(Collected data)
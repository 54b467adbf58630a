//! Single-hart CPU composition and run loop.

use std::io::{self, Write};

use crate::hart::Hart;
use crate::memory::Memory;

/// A CPU with exactly one hart.
///
/// Wraps a [`Hart`] over borrowed memory and drives it until it halts or an
/// instruction limit is reached, then reports how the run ended.
#[derive(Debug)]
pub struct SingleHartCpu<'m> {
    hart: Hart<'m>,
}

impl<'m> SingleHartCpu<'m> {
    /// Creates a CPU whose single hart executes against `mem`.
    #[must_use]
    pub const fn new(mem: &'m mut Memory) -> Self {
        Self {
            hart: Hart::new(mem),
        }
    }

    /// The underlying hart.
    #[must_use]
    pub const fn hart(&self) -> &Hart<'m> {
        &self.hart
    }

    /// The underlying hart, mutably, for pre-run configuration.
    pub const fn hart_mut(&mut self) -> &mut Hart<'m> {
        &mut self.hart
    }

    /// Runs until halt or `exec_limit` instructions, tracing to stdout.
    ///
    /// # Errors
    ///
    /// Propagates stdout write failures.
    pub fn run(&mut self, exec_limit: u64) -> io::Result<()> {
        self.run_to(exec_limit, &mut io::stdout())
    }

    /// Runs until halt or until `exec_limit` instructions have been
    /// fetched, writing enabled trace output and the final report to `out`.
    ///
    /// An `exec_limit` of zero means unbounded. Register `x2` is set to the
    /// memory size before the first instruction. The report is the halt
    /// reason on its own line (only when the hart halted) followed by the
    /// instruction count.
    ///
    /// # Errors
    ///
    /// Propagates write failures from `out`.
    #[allow(clippy::cast_possible_wrap)]
    pub fn run_to(&mut self, exec_limit: u64, out: &mut dyn Write) -> io::Result<()> {
        let size = self.hart.memory_size();
        self.hart.set_reg(2, size as i32);
        if exec_limit == 0 {
            while !self.hart.is_halted() {
                self.hart.tick_to("", out)?;
            }
        } else {
            while !self.hart.is_halted() && self.hart.insn_counter() < exec_limit {
                self.hart.tick_to("", out)?;
            }
        }
        if self.hart.is_halted() {
            writeln!(out, "{}", self.hart.halt_reason())?;
        }
        writeln!(out, "{} instructions executed", self.hart.insn_counter())?;
        Ok(())
    }
}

**Exercise objective:**
Pull every line containing "Result" out of the entries.

**Output of the task:**
    pub fn run(&mut self, exec_limit: u64) -> io::Result<()> {
    pub fn run_to(&mut self, exec_limit: u64, out: &mut dyn Write) -> io::Result<()> {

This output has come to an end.